**Record extracts**
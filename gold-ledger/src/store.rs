//! Store contracts for the balance and the audit trail
//!
//! The serializer's correctness rests on [`BalanceStore::apply_delta`] being
//! atomic: the add and the read-back happen as one unit, and a failure leaves
//! the balance untouched. The audit trail has no transactional coupling to the
//! balance.

use crate::{
    types::{AuditEvent, AuditRecord, Balance, Delta},
    Error, Result,
};
use parking_lot::Mutex;

/// Owner of the single durable balance
pub trait BalanceStore: Send + Sync {
    /// Create the balance row with 0 if absent, otherwise keep its value
    ///
    /// Idempotent; must run before any delta is applied.
    fn initialize(&self) -> Result<Balance>;

    /// Add `delta` and return the resulting balance, atomically
    fn apply_delta(&self, delta: Delta) -> Result<Balance>;

    /// Current balance
    fn balance(&self) -> Result<Balance>;
}

/// Owner of the append-only audit trail
pub trait AuditStore: Send + Sync {
    /// Make sure the append target exists. Idempotent.
    fn initialize(&self) -> Result<()> {
        Ok(())
    }

    /// Persist one event, returning its sequence number
    fn append(&self, event: &AuditEvent) -> Result<u64>;

    /// All records in sequence order
    fn records(&self) -> Result<Vec<AuditRecord>>;

    /// Number of persisted records
    fn len(&self) -> Result<usize> {
        Ok(self.records()?.len())
    }

    /// Whether no record has been persisted yet
    fn is_empty(&self) -> Result<bool> {
        Ok(self.len()? == 0)
    }
}

/// Add `delta` to `current`, rejecting overflow as a constraint failure
pub(crate) fn checked_apply(current: Balance, delta: Delta) -> Result<Balance> {
    current.checked_add(delta).ok_or_else(|| {
        Error::Storage(format!(
            "Balance overflow: {} + {} is out of range",
            current, delta
        ))
    })
}

/// In-process store for both the balance and the audit trail
#[derive(Debug, Default)]
pub struct MemoryStore {
    balance: Mutex<Option<Balance>>,
    audit: Mutex<Vec<AuditRecord>>,
}

impl MemoryStore {
    /// Create an empty, un-initialized store
    pub fn new() -> Self {
        Self::default()
    }

    /// Create a store whose balance row already holds `balance`
    pub fn with_balance(balance: Balance) -> Self {
        Self {
            balance: Mutex::new(Some(balance)),
            audit: Mutex::new(Vec::new()),
        }
    }
}

impl BalanceStore for MemoryStore {
    fn initialize(&self) -> Result<Balance> {
        let mut balance = self.balance.lock();
        Ok(*balance.get_or_insert(0))
    }

    fn apply_delta(&self, delta: Delta) -> Result<Balance> {
        let mut balance = self.balance.lock();
        let current = balance
            .ok_or_else(|| Error::Storage("Balance row not initialized".to_string()))?;

        let updated = checked_apply(current, delta)?;
        *balance = Some(updated);
        Ok(updated)
    }

    fn balance(&self) -> Result<Balance> {
        self.balance
            .lock()
            .ok_or_else(|| Error::Storage("Balance row not initialized".to_string()))
    }
}

impl AuditStore for MemoryStore {
    fn append(&self, event: &AuditEvent) -> Result<u64> {
        let mut audit = self.audit.lock();
        let sequence = audit.len() as u64 + 1;
        audit.push(AuditRecord::from_event(sequence, event));
        Ok(sequence)
    }

    fn records(&self) -> Result<Vec<AuditRecord>> {
        Ok(self.audit.lock().clone())
    }

    fn len(&self) -> Result<usize> {
        Ok(self.audit.lock().len())
    }
}
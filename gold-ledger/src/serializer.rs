//! Single-writer serializer for the shared balance
//!
//! Exactly one [`Serializer`] exists per pipeline: it owns the only
//! [`QueueReceiver`] of the mutation queue, and receivers cannot be cloned.
//! That ownership is what gives the balance a single writer applying deltas
//! in the order they were enqueued.
//!
//! # Loop
//!
//! ```text
//!  take delta ──▶ BalanceStore::apply_delta ──▶ AuditEvent ──▶ telemetry queue
//!      │                    │                                        │
//!  interrupted          StorageError                            interrupted
//!      ▼                    ▼                                        ▼
//!    exit          log, drop delta, next                           exit
//! ```
//!
//! A delta whose transaction fails is dropped: it is neither retried nor
//! re-queued, and no audit event is produced for it. The failure is visible
//! only through the error log and `gold_deltas_failed_total`.

use crate::{
    metrics::Metrics,
    observer::OperationObserver,
    queue::{QueueReceiver, QueueSender},
    store::BalanceStore,
    types::{AuditEvent, Delta, OperationNotice, WorkerState, WorkerStatus},
    Result,
};
use chrono::Utc;
use std::sync::Arc;
use std::time::Instant;
use tracing::{debug, error, info};

/// The sole authority turning queued deltas into balance state
pub struct Serializer {
    store: Arc<dyn BalanceStore>,
    mutations: QueueReceiver<Delta>,
    telemetry: QueueSender<AuditEvent>,
    observer: Arc<dyn OperationObserver>,
    metrics: Metrics,
    status: WorkerStatus,
    operations: u64,
}

impl Serializer {
    /// Create new serializer
    pub fn new(
        store: Arc<dyn BalanceStore>,
        mutations: QueueReceiver<Delta>,
        telemetry: QueueSender<AuditEvent>,
        observer: Arc<dyn OperationObserver>,
        metrics: Metrics,
    ) -> Self {
        Self {
            store,
            mutations,
            telemetry,
            observer,
            metrics,
            status: WorkerStatus::new(),
            operations: 0,
        }
    }

    /// Handle on this worker's lifecycle state
    pub fn status(&self) -> WorkerStatus {
        self.status.clone()
    }

    /// Run the serializer loop until interrupted
    pub async fn run(mut self) {
        self.status.set(WorkerState::Running);
        info!(queue = self.mutations.name(), "Serializer started");

        loop {
            let delta = match self.mutations.take().await {
                Ok(delta) => delta,
                Err(e) => {
                    debug!("Serializer interrupted: {}", e);
                    break;
                }
            };

            let event = match self.apply(delta) {
                Ok(event) => event,
                Err(e) => {
                    error!(delta, error = %e, "Balance update failed, delta dropped");
                    self.metrics.record_apply_failure();
                    continue;
                }
            };

            if let Err(e) = self.telemetry.submit(event).await {
                debug!(delta, "Serializer interrupted while publishing audit event: {}", e);
                break;
            }

            self.notify(event);
        }

        self.status.set(WorkerState::Stopping);
        info!(operations = self.operations, "Serializer stopped");
        self.status.set(WorkerState::Stopped);
    }

    /// Apply one delta inside a balance transaction
    fn apply(&self, delta: Delta) -> Result<AuditEvent> {
        let started = Instant::now();
        let resulting_balance = self.store.apply_delta(delta)?;

        self.metrics
            .record_applied(resulting_balance, started.elapsed().as_secs_f64());
        debug!(delta, balance = resulting_balance, "Delta applied");

        Ok(AuditEvent::new(delta, resulting_balance))
    }

    fn notify(&mut self, event: AuditEvent) {
        self.operations += 1;
        self.observer.on_applied(&OperationNotice {
            operation_index: self.operations,
            timestamp: Utc::now(),
            delta: event.delta,
            resulting_balance: event.resulting_balance,
        });
    }
}

/// Spawn the serializer on the current Tokio runtime
pub fn spawn_serializer(serializer: Serializer) -> tokio::task::JoinHandle<()> {
    tokio::spawn(serializer.run())
}

#[cfg(test)]
mod tests {
    use super::*;
    use crate::observer::NoopObserver;
    use crate::queue::bounded;
    use crate::signal::StopSignal;
    use crate::store::MemoryStore;
    use crate::Error;
    use parking_lot::Mutex;
    use std::time::Duration;

    #[derive(Default)]
    struct RecordingObserver {
        notices: Mutex<Vec<OperationNotice>>,
    }

    impl OperationObserver for RecordingObserver {
        fn on_applied(&self, notice: &OperationNotice) {
            self.notices.lock().push(*notice);
        }
    }

    /// Fails every call listed in `failing_calls` (1-based)
    struct FailingStore {
        inner: MemoryStore,
        calls: Mutex<usize>,
        failing_calls: Vec<usize>,
    }

    impl BalanceStore for FailingStore {
        fn initialize(&self) -> Result<i64> {
            BalanceStore::initialize(&self.inner)
        }

        fn apply_delta(&self, delta: Delta) -> Result<i64> {
            let mut calls = self.calls.lock();
            *calls += 1;
            if self.failing_calls.contains(&*calls) {
                return Err(Error::Storage("connection reset".to_string()));
            }
            self.inner.apply_delta(delta)
        }

        fn balance(&self) -> Result<i64> {
            self.inner.balance()
        }
    }

    #[tokio::test]
    async fn test_applies_in_arrival_order() {
        let signal = StopSignal::new();
        let (delta_tx, delta_rx) = bounded("mutations", 16, signal.listener()).unwrap();
        let (event_tx, mut event_rx) = bounded("telemetry", 16, signal.listener()).unwrap();

        let store = Arc::new(MemoryStore::with_balance(100));
        let observer = Arc::new(RecordingObserver::default());
        let serializer = Serializer::new(
            store.clone(),
            delta_rx,
            event_tx,
            observer.clone(),
            Metrics::new().unwrap(),
        );
        let status = serializer.status();
        assert_eq!(status.get(), WorkerState::Idle);
        let handle = spawn_serializer(serializer);

        for delta in [5, -20, 7] {
            delta_tx.submit(delta).await.unwrap();
        }

        assert_eq!(event_rx.take().await.unwrap(), AuditEvent::new(5, 105));
        assert_eq!(event_rx.take().await.unwrap(), AuditEvent::new(-20, 85));
        assert_eq!(event_rx.take().await.unwrap(), AuditEvent::new(7, 92));
        assert_eq!(status.get(), WorkerState::Running);

        signal.stop();
        handle.await.unwrap();
        assert_eq!(status.get(), WorkerState::Stopped);

        let indices: Vec<u64> = observer
            .notices
            .lock()
            .iter()
            .map(|n| n.operation_index)
            .collect();
        assert_eq!(indices, vec![1, 2, 3]);
    }

    #[tokio::test]
    async fn test_failed_delta_is_dropped() {
        let signal = StopSignal::new();
        let (delta_tx, delta_rx) = bounded("mutations", 16, signal.listener()).unwrap();
        let (event_tx, mut event_rx) = bounded("telemetry", 16, signal.listener()).unwrap();

        let store = Arc::new(FailingStore {
            inner: MemoryStore::with_balance(0),
            calls: Mutex::new(0),
            failing_calls: vec![2],
        });
        let metrics = Metrics::new().unwrap();
        let observer = Arc::new(RecordingObserver::default());
        let serializer = Serializer::new(
            store.clone(),
            delta_rx,
            event_tx,
            observer.clone(),
            metrics.clone(),
        );
        let handle = spawn_serializer(serializer);

        for delta in [1, 2, 3] {
            delta_tx.submit(delta).await.unwrap();
        }

        assert_eq!(event_rx.take().await.unwrap(), AuditEvent::new(1, 1));
        // Delta 2 never produces an event
        assert_eq!(event_rx.take().await.unwrap(), AuditEvent::new(3, 4));
        assert_eq!(store.balance().unwrap(), 4);
        assert_eq!(metrics.deltas_failed.get(), 1);
        assert_eq!(metrics.deltas_applied.get(), 2);

        tokio::time::timeout(Duration::from_secs(1), async {
            while observer.notices.lock().len() < 2 {
                tokio::time::sleep(Duration::from_millis(5)).await;
            }
        })
        .await
        .unwrap();

        signal.stop();
        handle.await.unwrap();

        // The failed delta does not consume an operation index
        let notices = observer.notices.lock();
        let indices: Vec<u64> = notices.iter().map(|n| n.operation_index).collect();
        let deltas: Vec<Delta> = notices.iter().map(|n| n.delta).collect();
        assert_eq!(indices, vec![1, 2]);
        assert_eq!(deltas, vec![1, 3]);
        assert_eq!(notices[1].resulting_balance, 4);
        assert!(notices[0].timestamp <= notices[1].timestamp);
    }

    #[tokio::test]
    async fn test_exits_when_blocked_on_full_telemetry_queue() {
        let signal = StopSignal::new();
        let (delta_tx, delta_rx) = bounded("mutations", 16, signal.listener()).unwrap();
        let (event_tx, _event_rx) = bounded("telemetry", 1, signal.listener()).unwrap();

        let store = Arc::new(MemoryStore::with_balance(0));
        let serializer = Serializer::new(
            store.clone(),
            delta_rx,
            event_tx,
            Arc::new(NoopObserver),
            Metrics::new().unwrap(),
        );
        let status = serializer.status();
        let handle = spawn_serializer(serializer);

        delta_tx.submit(1).await.unwrap();
        delta_tx.submit(1).await.unwrap();

        // Second event cannot be published until the audit side drains
        tokio::time::sleep(Duration::from_millis(50)).await;
        assert_eq!(store.balance().unwrap(), 2);
        assert_eq!(status.get(), WorkerState::Running);

        signal.stop();
        tokio::time::timeout(Duration::from_secs(1), handle)
            .await
            .unwrap()
            .unwrap();
        assert_eq!(status.get(), WorkerState::Stopped);
    }

    #[tokio::test]
    async fn test_exits_when_producers_gone() {
        let signal = StopSignal::new();
        let (delta_tx, delta_rx) = bounded::<Delta>("mutations", 4, signal.listener()).unwrap();
        let (event_tx, _event_rx) = bounded("telemetry", 4, signal.listener()).unwrap();

        let serializer = Serializer::new(
            Arc::new(MemoryStore::with_balance(0)),
            delta_rx,
            event_tx,
            Arc::new(NoopObserver),
            Metrics::new().unwrap(),
        );
        let handle = spawn_serializer(serializer);

        drop(delta_tx);
        tokio::time::timeout(Duration::from_secs(1), handle)
            .await
            .unwrap()
            .unwrap();
    }
}
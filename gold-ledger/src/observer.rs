//! Observability sink for applied operations
//!
//! Receives one [`OperationNotice`] per committed delta. Never affects
//! correctness: the serializer ignores whatever the sink does.

use crate::types::OperationNotice;

/// Sink notified after each successfully applied delta
pub trait OperationObserver: Send + Sync {
    /// Called from the serializer task; must not block for long
    fn on_applied(&self, notice: &OperationNotice);
}

/// Logs every applied operation through `tracing`
#[derive(Debug, Default, Clone, Copy)]
pub struct TracingObserver;

impl OperationObserver for TracingObserver {
    fn on_applied(&self, notice: &OperationNotice) {
        tracing::info!(
            operation = notice.operation_index,
            delta = notice.delta,
            balance = notice.resulting_balance,
            "Operation number: {}. {}",
            notice.operation_index,
            notice.timestamp.to_rfc3339()
        );
    }
}

/// Discards every notice
#[derive(Debug, Default, Clone, Copy)]
pub struct NoopObserver;

impl OperationObserver for NoopObserver {
    fn on_applied(&self, _notice: &OperationNotice) {}
}
//! Cooperative stop signal shared by queues and workers
//!
//! One [`StopSignal`] is owned by the startup routine; every blocking queue
//! operation holds a [`StopListener`] and returns
//! [`Error::QueueInterrupted`](crate::Error::QueueInterrupted) once it fires.

use tokio::sync::watch;

/// Owner side of the stop signal
#[derive(Debug)]
pub struct StopSignal {
    sender: watch::Sender<bool>,
}

impl StopSignal {
    /// Create a signal in the "not stopped" state
    pub fn new() -> Self {
        let (sender, _) = watch::channel(false);
        Self { sender }
    }

    /// Get a listener for this signal
    pub fn listener(&self) -> StopListener {
        StopListener {
            receiver: self.sender.subscribe(),
        }
    }

    /// Raise the signal. Idempotent.
    pub fn stop(&self) {
        self.sender.send_replace(true);
    }

    /// Whether the signal has been raised
    pub fn is_stopped(&self) -> bool {
        *self.sender.borrow()
    }
}

impl Default for StopSignal {
    fn default() -> Self {
        Self::new()
    }
}

/// Listener side of the stop signal
///
/// Dropping the [`StopSignal`] counts as a stop.
#[derive(Debug, Clone)]
pub struct StopListener {
    receiver: watch::Receiver<bool>,
}

impl StopListener {
    /// Whether the signal has been raised (or its owner dropped)
    pub fn is_stopped(&self) -> bool {
        *self.receiver.borrow() || self.receiver.has_changed().is_err()
    }

    /// Resolve once the signal is raised
    pub async fn stopped(&mut self) {
        // Err means the owner is gone, which is also a stop
        let _ = self.receiver.wait_for(|stopped| *stopped).await;
    }
}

**What is needed**
Go through the records line by line, and copy each line that holds the string "usize".

**Exercise answer**
    fn len(&self) -> Result<usize> {
    fn len(&self) -> Result<usize> {
        calls: Mutex<usize>,
        failing_calls: Vec<usize>,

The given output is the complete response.